*What is expected*. Everything from the first line of the material below through the line containing "pub enum LabelType" must be retyped exactly, and nothing past it.

** Source data follows **

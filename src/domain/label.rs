//! Label domain types.
//!
//! A label is a tag for the REST provider and a folder path for IMAP.

use serde::{Deserialize, Serialize};

use super::LabelId;

/// A label (tag or folder).
#[derive(Debug, Clone, PartialEq, Eq, Serialize, Deserialize)]
#[serde(rename_all = "camelCase")]
pub struct Label {
    /// Provider label id.
    pub id: LabelId,
    /// Display name.
    pub name: String,
    /// System or user label.
    #[serde(rename = "type")]
    pub label_type: LabelType,
    /// Optional color.
    #[serde(skip_serializing_if = "Option::is_none")]
    pub color: Option<LabelColor>,
}

impl Label {
    /// Returns the `{id, name}` reference used inside threads.
    pub fn to_ref(&self) -> LabelRef {
        LabelRef {
            id: self.id.clone(),
            name: self.name.clone(),
        }
    }
}

/// Whether a label is owned by the provider or by the user.
#[derive(Debug, Clone, Copy, PartialEq, Eq, Serialize, Deserialize)]
#[serde(rename_all = "lowercase")]
pub enum LabelType {
    /// Provider-defined (INBOX, SENT, ...).
    System,
    /// Created by the user or by automated labeling.
    User,
}

/// Label colors as background/text hex pairs.
#[derive(Debug, Clone, PartialEq, Eq, Serialize, Deserialize)]
#[serde(rename_all = "camelCase")]
pub struct LabelColor {
    /// Background color, e.g. `#16a766`.
    pub background_color: String,
    /// Text color, e.g. `#ffffff`.
    pub text_color: String,
}

/// Lightweight `{id, name}` label reference.
#[derive(Debug, Clone, PartialEq, Eq, Hash, Serialize, Deserialize)]
pub struct LabelRef {
    /// Label id.
    pub id: LabelId,
    /// Display name.
    pub name: String,
}

/// Input for creating or updating a label.
#[derive(Debug, Clone, Default, PartialEq, Eq, Serialize, Deserialize)]
#[serde(rename_all = "camelCase")]
pub struct LabelSpec {
    /// New display name (folder path for IMAP).
    pub name: String,
    /// Optional color; ignored by providers without color support.
    #[serde(skip_serializing_if = "Option::is_none")]
    pub color: Option<LabelColor>,
}

impl LabelSpec {
    /// Creates a spec with just a name.
    pub fn named(name: impl Into<String>) -> Self {
        Self {
            name: name.into(),
            color: None,
        }
    }
}

/// Message and unread counts for one label.
#[derive(Debug, Clone, PartialEq, Eq, Serialize, Deserialize)]
#[serde(rename_all = "camelCase")]
pub struct LabelCount {
    /// Label id.
    pub label: LabelId,
    /// Total messages (or threads, for providers that count threads).
    pub total: u32,
    /// Unread messages.
    pub unread: u32,
}

/// Well-known system label ids shared by both providers.
pub mod system_labels {
    /// Inbox.
    pub const INBOX: &str = "INBOX";
    /// Sent mail.
    pub const SENT: &str = "SENT";
    /// Drafts.
    pub const DRAFT: &str = "DRAFT";
    /// Trash.
    pub const TRASH: &str = "TRASH";
    /// Spam / junk.
    pub const SPAM: &str = "SPAM";
    /// Pseudo-label marking unread messages.
    pub const UNREAD: &str = "UNREAD";
    /// Starred / flagged.
    pub const STARRED: &str = "STARRED";

    /// Canonical key for a folder name.
    ///
    /// Standard folder names and their aliases map case-insensitively to the
    /// system label id (`inbox` and `INBOX` both give `INBOX`, `bin` gives
    /// `TRASH`). Other names are only trimmed, since user folders are
    /// case-sensitive on IMAP servers.
    pub fn folder_key(name: &str) -> String {
        let name = name.trim();
        let canonical = match name.to_ascii_lowercase().as_str() {
            "inbox" => INBOX,
            "sent" => SENT,
            "drafts" | "draft" => DRAFT,
            "trash" | "bin" => TRASH,
            "junk" | "spam" => SPAM,
            "starred" => STARRED,
            _ => return name.to_string(),
        };
        canonical.to_string()
    }
}
//! Core identifier types for domain entities.
//!
//! Newtype wrappers keep connection, thread, message and label identifiers
//! from being mixed up at call sites.

use serde::{Deserialize, Serialize};
use std::fmt;

macro_rules! string_id {
    ($(#[$meta:meta])* $name:ident) => {
        $(#[$meta])*
        #[derive(Debug, Clone, Default, PartialEq, Eq, Hash, PartialOrd, Ord, Serialize, Deserialize)]
        #[serde(transparent)]
        pub struct $name(pub String);

        impl $name {
            /// Returns the identifier as a string slice.
            pub fn as_str(&self) -> &str {
                &self.0
            }
        }

        impl fmt::Display for $name {
            fn fmt(&self, f: &mut fmt::Formatter<'_>) -> fmt::Result {
                f.write_str(&self.0)
            }
        }

        impl From<String> for $name {
            fn from(s: String) -> Self {
                Self(s)
            }
        }

        impl From<&str> for $name {
            fn from(s: &str) -> Self {
                Self(s.to_owned())
            }
        }
    };
}

string_id!(
    /// Identifier of a mailbox connection (one authorized account on one provider).
    ConnectionId
);

string_id!(
    /// Identifier of a conversation.
    ///
    /// For the REST provider this is the provider's thread id. For IMAP it is
    /// derived from the threading headers of the messages it groups.
    ThreadId
);

string_id!(
    /// Provider-assigned identifier of a single message.
    MessageId
);

string_id!(
    /// Identifier of a label. For IMAP this is the folder path.
    LabelId
);

/// Prefix some callers attach to thread ids.
pub const THREAD_ID_PREFIX: &str = "thread:";

/// Strips an optional `thread:` prefix from an id.
pub fn strip_thread_prefix(id: &str) -> &str {
    id.strip_prefix(THREAD_ID_PREFIX).unwrap_or(id)
}
//! Resolving opaque ids to messages and collecting conversation members.
//!
//! IMAP has no stable cross-folder message id, so an id is tried against the
//! `Message-ID`, `References` and `In-Reply-To` headers in that order, each
//! over every folder (common folders first), and finally as a raw UID.
//! Server-side HEADER search is a substring match, so every hit is verified
//! against the parsed headers before it counts.

use super::folders::{resolve_folder, search_order, StandardFolder};
use super::ops::{FetchedMessage, ImapOps, MailboxInfo, SearchCriteria};
use super::parse::{parse_header_block, thread_id_for, HeaderSummary};
use crate::domain::{normalize_message_id, strip_thread_prefix, ThreadingHeaders};
use crate::providers::email::{ProviderError, Result};

/// Where a message lives.
#[derive(Debug, Clone, PartialEq, Eq)]
pub struct Located {
    pub mailbox: String,
    pub uid: u32,
    pub headers: HeaderSummary,
}

impl Located {
    /// Conversation this message belongs to.
    pub fn thread_root(&self) -> String {
        thread_id_for(&self.headers.threading, self.uid).0
    }
}

#[derive(Debug, Clone, Copy, PartialEq, Eq)]
enum Strategy {
    MessageId,
    References,
    InReplyTo,
}

impl Strategy {
    const ORDER: [Strategy; 3] = [Self::MessageId, Self::References, Self::InReplyTo];

    fn header(&self) -> &'static str {
        match self {
            Self::MessageId => "Message-ID",
            Self::References => "References",
            Self::InReplyTo => "In-Reply-To",
        }
    }

    fn verify(&self, headers: &ThreadingHeaders, id: &str) -> bool {
        match self {
            Self::MessageId => headers.message_id.as_deref() == Some(id),
            Self::References => headers.references.iter().any(|r| r == id),
            Self::InReplyTo => headers.in_reply_to.as_deref() == Some(id),
        }
    }
}

/// Selects `mailbox` and fetches headers of the messages matching `criteria`.
///
/// A mailbox that disappeared since listing yields no hits.
async fn search_headers<S>(
    session: &mut S,
    mailbox: &str,
    criteria: &SearchCriteria,
) -> Result<Vec<FetchedMessage>>
where
    S: ImapOps + ?Sized,
{
    match session.select(mailbox).await {
        Ok(_) => {}
        Err(ProviderError::NotFound(_)) => {
            tracing::debug!(mailbox, "mailbox vanished during lookup");
            return Ok(Vec::new());
        }
        Err(e) => return Err(e),
    }
    let uids = session.uid_search(criteria).await?;
    if uids.is_empty() {
        return Ok(Vec::new());
    }
    session.uid_fetch_headers(&uids).await
}

/// Finds the message an id refers to.
///
/// Leaves an arbitrary mailbox selected.
pub async fn locate<S>(session: &mut S, id: &str, mailboxes: &[MailboxInfo]) -> Result<Option<Located>>
where
    S: ImapOps + ?Sized,
{
    let id = normalize_message_id(strip_thread_prefix(id));
    if id.is_empty() {
        return Ok(None);
    }
    let folders = search_order(mailboxes);

    for strategy in Strategy::ORDER {
        let criteria = SearchCriteria::header(strategy.header(), &id);
        for mailbox in &folders {
            let hit = search_headers(session, mailbox, &criteria)
                .await?
                .into_iter()
                .map(|f| (f.uid, parse_header_block(&f.source)))
                .filter(|(_, headers)| strategy.verify(&headers.threading, &id))
                .min_by_key(|(uid, _)| *uid);

            if let Some((uid, headers)) = hit {
                tracing::debug!(id = %id, mailbox = %mailbox, uid, strategy = ?strategy, "message located");
                return Ok(Some(Located {
                    mailbox: mailbox.clone(),
                    uid,
                    headers,
                }));
            }
        }
    }

    if let Ok(uid) = id.parse::<u32>() {
        for folder in StandardFolder::COMMON {
            let Some(mailbox) = resolve_folder(folder.system_label(), mailboxes) else {
                continue;
            };
            let hit = search_headers(session, &mailbox, &SearchCriteria::Uid(uid))
                .await?
                .into_iter()
                .find(|f| f.uid == uid);
            if let Some(fetched) = hit {
                tracing::debug!(id = %id, mailbox = %mailbox, "message located by UID");
                return Ok(Some(Located {
                    mailbox,
                    uid,
                    headers: parse_header_block(&fetched.source),
                }));
            }
        }
    }

    tracing::debug!(id = %id, "no lookup strategy matched");
    Ok(None)
}

/// Messages of one conversation, grouped by mailbox in search order.
pub async fn thread_members<S>(
    session: &mut S,
    root: &str,
    mailboxes: &[MailboxInfo],
) -> Result<Vec<(String, Vec<u32>)>>
where
    S: ImapOps + ?Sized,
{
    let criteria = SearchCriteria::Or(vec![
        SearchCriteria::header("Message-ID", root),
        SearchCriteria::header("References", root),
        SearchCriteria::header("In-Reply-To", root),
    ]);

    let mut groups = Vec::new();
    for mailbox in search_order(mailboxes) {
        let mut uids: Vec<u32> = search_headers(session, &mailbox, &criteria)
            .await?
            .into_iter()
            .filter(|f| thread_id_for(&parse_header_block(&f.source).threading, f.uid).as_str() == root)
            .map(|f| f.uid)
            .collect();
        if !uids.is_empty() {
            uids.sort_unstable();
            groups.push((mailbox, uids));
        }
    }
    Ok(groups)
}
/// Flag and folder changes derived from a [`LabelChange`].
#[derive(Debug, Default, PartialEq, Eq)]
struct FlagPlan {
    /// `Some(true)` sets `\Seen`, `Some(false)` clears it.
    seen: Option<bool>,
    flagged: Option<bool>,
    /// Label naming the folder to move into.
    target: Option<String>,
}

fn plan_label_change(change: &LabelChange) -> Result<FlagPlan> {
    let mut plan = FlagPlan::default();

    for label in &change.remove_labels {
        match label.to_ascii_uppercase().as_str() {
            system_labels::UNREAD => plan.seen = Some(true),
            system_labels::STARRED => plan.flagged = Some(false),
            _ => {
                return Err(ProviderError::UnsupportedOperation(format!(
                    "removing label {label} has no IMAP equivalent; move the thread to another folder instead"
                )))
            }
        }
    }

    let mut folders = Vec::new();
    for label in &change.add_labels {
        match label.to_ascii_uppercase().as_str() {
            system_labels::UNREAD => plan.seen = Some(false),
            system_labels::STARRED => plan.flagged = Some(true),
            _ => folders.push(label.clone()),
        }
    }
    if folders.len() > 1 {
        tracing::warn!(
            ignored = ?&folders[1..],
            "IMAP messages live in one folder; moving to the first label only"
        );
    }
    plan.target = folders.into_iter().next();
    Ok(plan)
}

fn drafts_folder(mailboxes: &[MailboxInfo]) -> Result<String> {
    resolve_standard(StandardFolder::Drafts, mailboxes)
        .ok_or_else(|| ProviderError::NotFound("no Drafts folder on this server".to_string()))
}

** End of Source data **

*Task output*.
filename src/domain/label.rs
//! Label domain types.
//!
//! A label is a tag for the REST provider and a folder path for IMAP.

use serde::{Deserialize, Serialize};

use super::LabelId;

/// A label (tag or folder).
#[derive(Debug, Clone, PartialEq, Eq, Serialize, Deserialize)]
#[serde(rename_all = "camelCase")]
pub struct Label {
    /// Provider label id.
    pub id: LabelId,
    /// Display name.
    pub name: String,
    /// System or user label.
    #[serde(rename = "type")]
    pub label_type: LabelType,
    /// Optional color.
    #[serde(skip_serializing_if = "Option::is_none")]
    pub color: Option<LabelColor>,
}

impl Label {
    /// Returns the `{id, name}` reference used inside threads.
    pub fn to_ref(&self) -> LabelRef {
        LabelRef {
            id: self.id.clone(),
            name: self.name.clone(),
        }
    }
}

/// Whether a label is owned by the provider or by the user.
#[derive(Debug, Clone, Copy, PartialEq, Eq, Serialize, Deserialize)]
#[serde(rename_all = "lowercase")]
pub enum LabelType {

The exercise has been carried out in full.